Having managed to navigate such tricky waters of reason with virtually no fall-out, we completed our journey home. The toddler and I decided to go to our local library. We rummaged around a few books before I spotted one which seemed to hit all her favorite parameters; “And Tango Makes Three” by Justin Richardson and Peter Parnell showed two adult penguins and a baby penguin. The toddler loves penguins and babies. A winner. 

“Shall we read this one?” I’d ventured.

“Yeah!” she’d said enthusiastically.

And so I’d started to read. It rumbled along, a nice tale about chinstrap penguins gathering in pairs in New York’s Central Park Zoo with their offspring waiting to burst out from their eggs. By page 7 I realized that our two main penguins did not have an egg whilst every other couple appeared to. ‘Roy and Silo did everything together…’ started the next sentence, intriguingly.  And by the time page 10 rolled around, the zookeeper who’d been observing Roy and Silo had given them an egg to nurture so as they could ‘be like all the other happy penguin families.’ Which is when it dawned on me that I was in the middle of a tale not  about simple fish-eating flipper-ladden birds and their babies, but about how gay families are just as cool as straight families realized via the bizarre metaphor of New York City zoo penguins. It was, I confess, a shock.

 I immediately laughed. Furthermore, I defy anyone who has wandered into a library to read a book with their toddler only to find themselves pages-deep in a tale of the modern gay family unit as seen via  penguins not to start laughing. Trust me, as liberal, wonderful, green and PC as you doubtless are, this is one moment you’re not prepared for.

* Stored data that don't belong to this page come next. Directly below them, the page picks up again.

//! Public error types for the agent facade.

use thiserror::Error;

use crate::transport::TransportError;

#[derive(Debug, Error)]
pub enum AgentError {
    /// The process-wide facade was used before `BillingAgent::init`.
    #[error("billing agent is not initialized; call BillingAgent::init first")]
    Uninitialized,

    #[error(transparent)]
    Transport(#[from] TransportError),
}
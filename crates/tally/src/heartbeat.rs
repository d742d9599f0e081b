//! Heartbeat worker: proves liveness and drives reconnects.
//!
//! Every tick the worker either publishes a heartbeat (healthy session,
//! recent success) or asks the session manager for a gated reconnect
//! (disconnected, or the last successful heartbeat is too old). A failed
//! heartbeat publish only marks the session suspect; the reconnect then
//! happens on the next tick through the normal path.

use std::sync::Arc;

use tokio::time::MissedTickBehavior;
use tracing::{debug, trace, warn};

use tallyproto::{topics, ControlMessage};

use crate::session::SessionManager;
use crate::transport::Connector;

pub(crate) fn spawn<C: Connector>(manager: Arc<SessionManager<C>>) -> tokio::task::JoinHandle<()> {
    tokio::spawn(async move {
        let mut shutdown = manager.subscribe_shutdown();
        let mut ticker = tokio::time::interval(manager.config().heartbeat_interval);
        ticker.set_missed_tick_behavior(MissedTickBehavior::Skip);
        // An interval yields immediately; swallow that first tick so the
        // first heartbeat lands one full period after connect.
        ticker.tick().await;
        debug!(
            "heartbeat task started (interval {:?})",
            manager.config().heartbeat_interval
        );
        loop {
            tokio::select! {
                _ = ticker.tick() => tick(&manager).await,
                _ = shutdown.recv() => {
                    debug!("heartbeat task shutting down");
                    break;
                }
            }
        }
    })
}

/// One heartbeat evaluation.
pub(crate) async fn tick<C: Connector>(manager: &Arc<SessionManager<C>>) {
    if manager.is_terminated() {
        return;
    }
    let timeout = manager.config().connection_timeout;
    if manager.is_connected() && manager.heartbeat_fresh(timeout) {
        let body = match ControlMessage::heartbeat().to_json() {
            Ok(body) => body,
            Err(e) => {
                warn!("could not encode heartbeat: {e}");
                return;
            }
        };
        match manager.publish(topics::HEARTBEAT, body).await {
            Ok(()) => {
                manager.record_heartbeat_success();
                trace!("heartbeat ok");
            }
            Err(e) => {
                warn!("heartbeat publish failed: {e}");
                manager.mark_suspect("heartbeat publish failed");
            }
        }
    } else {
        debug!(
            "session not healthy (state {}), requesting reconnect",
            manager.state()
        );
        manager.request_reconnect().await;
    }
}

#[cfg(test)]
mod tests {
    use super::*;
    use crate::config::AgentConfig;
    use crate::transport::{Connector, Inbound, Session, TransportError};
    use async_trait::async_trait;
    use pretty_assertions::assert_eq;
    use std::sync::atomic::{AtomicUsize, Ordering};
    use std::sync::Mutex;
    use std::time::Duration;
    use tokio::sync::mpsc;

    #[derive(Default)]
    struct Shared {
        opens: AtomicUsize,
        publishes: Mutex<Vec<String>>,
    }

    struct LoopbackConnector(Arc<Shared>);
    struct LoopbackSession {
        shared: Arc<Shared>,
        inbound: Mutex<Option<mpsc::UnboundedReceiver<Inbound>>>,
        /// Keeps the message stream open for the session's lifetime.
        _inbound_tx: mpsc::UnboundedSender<Inbound>,
    }

    #[async_trait]
    impl Connector for LoopbackConnector {
        type Session = LoopbackSession;

        async fn open(&self, _config: &AgentConfig) -> Result<LoopbackSession, TransportError> {
            self.0.opens.fetch_add(1, Ordering::SeqCst);
            let (tx, rx) = mpsc::unbounded_channel();
            Ok(LoopbackSession {
                shared: self.0.clone(),
                inbound: Mutex::new(Some(rx)),
                _inbound_tx: tx,
            })
        }
    }

    #[async_trait]
    impl Session for LoopbackSession {
        async fn subscribe(&self, _topic: &str) -> Result<(), TransportError> {
            Ok(())
        }

        async fn publish(&self, topic: &str, _payload: Vec<u8>) -> Result<(), TransportError> {
            self.shared.publishes.lock().unwrap().push(topic.to_string());
            Ok(())
        }

        fn messages(&self) -> Option<mpsc::UnboundedReceiver<Inbound>> {
            self.inbound.lock().unwrap().take()
        }

        async fn close(&self) {}
    }

    fn count(shared: &Shared, topic: &str) -> usize {
        shared
            .publishes
            .lock()
            .unwrap()
            .iter()
            .filter(|t| *t == topic)
            .count()
    }

    #[tokio::test(start_paused = true)]
    async fn healthy_tick_publishes_heartbeat() {
        let shared = Arc::new(Shared::default());
        let manager = SessionManager::new(
            LoopbackConnector(shared.clone()),
            AgentConfig::new("broker"),
        );
        manager.connect().await.unwrap();

        tick(&manager).await;
        assert_eq!(count(&shared, topics::HEARTBEAT), 1);
        assert_eq!(shared.opens.load(Ordering::SeqCst), 1);
    }

    #[tokio::test(start_paused = true)]
    async fn stale_tick_skips_publish_and_requests_reconnect() {
        let shared = Arc::new(Shared::default());
        let manager = SessionManager::new(
            LoopbackConnector(shared.clone()),
            AgentConfig::new("broker"),
        );
        manager.connect().await.unwrap();

        // 31 s without a successful heartbeat: past the 30 s timeout.
        tokio::time::advance(Duration::from_secs(31)).await;
        tick(&manager).await;

        assert_eq!(count(&shared, topics::HEARTBEAT), 0);
        // The reconnect request ran; the still-healthy session answered
        // the ping probe, so no reopen was needed.
        assert_eq!(count(&shared, topics::PING), 1);
        assert_eq!(shared.opens.load(Ordering::SeqCst), 1);
    }

    #[tokio::test(start_paused = true)]
    async fn disconnected_tick_reconnects() {
        let shared = Arc::new(Shared::default());
        let manager = SessionManager::new(
            LoopbackConnector(shared.clone()),
            AgentConfig::new("broker"),
        );

        tick(&manager).await;
        assert_eq!(shared.opens.load(Ordering::SeqCst), 1);
        assert!(manager.is_connected());
    }
}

I soon found myself skipping certain paragraphs in the book, not because I am in any way homophobic but just because forgive me, I really could not be bothered  to discuss why a gay male penguin couple could not produce their own egg to my not-quite 3 year old toddler at that juncture of the day.** 

 As I deftly skipped around a sentence here and a paragraph there,  I imagined hoardes of angry gay parents stampeding towards me in self-righteous indignation whilst my daughter yelled ‘they’re not just penguins Dada!’ as I was trampled and held aloft like Frankenstein’s corpse post-witch-hunt. 

“I love you all,” I cried as they tore my limbs sinew by sinew, “I just didn’t want to get into it all with Mater-Dog at the library…”

“I need to go pee pee!”

I was quickly jolted back to life by these words, and as I pushed the PC mob aside with out-stretched palms and grunting thrusts, I realized I had left her toilet seat adaptor at home. 

“OK, let’s go,” I said, ignoring this potential disaster as long as I could.

“I need my toilet seat!” she whimpered as I pulled her pants down.

“Don’t worry, I’ll hold you on the seat just in case.”

“But I need privacy!”

“How about I hold you on the seat, close my eyes and look the other way?”


And in less than a minute, she had peed successfully. No toilet seat adaptor. Privacy maintained thanks to my clenched-shut eyes and 90 degree angle twisted neck. 

As we left the bathroom and the library, I quickly shuffled the gay penguins to one side and instead grabbed a Dr.Suess book titled “I Can Lick 30 Tigers,” a surefire winner which checked further parameters including having multiple tigers. Anyway, licking a tiger sounded kinda funny…it was only when we got home, we started reading it and I saw that the main character had gloves on and was talking about fighting that I realized ‘lick’ in this context was not what my simple, naive and innocent tiny mind had perceived it to be. It was about a horrific 50’s bully who wanted to punch big cats. Yes, I started editing that one too…

…Winnie-The-Pooh anyone?



* I have become Daddy-Dog, her Mum is Mama-Dog, her brother is Zsa-Zsa-Dog and she is Mater-Dog. Thus we sound like extended family of that bounty-hunting idiot on the television. Fan-tastic!

**Actually, I couldn’t be bothered to do it for another few years, not until she starts to notice such matters. Because let’s face it, unless directly involved in the issue (or being raised by a family of bigots), no toddler will notice who’s gay, lesbian, black, white or anyone else unless we instruct them to notice. It’s one of the redeeming qualities of any toddler, that all adults are, err, just adults, no frills, differences or value system attached.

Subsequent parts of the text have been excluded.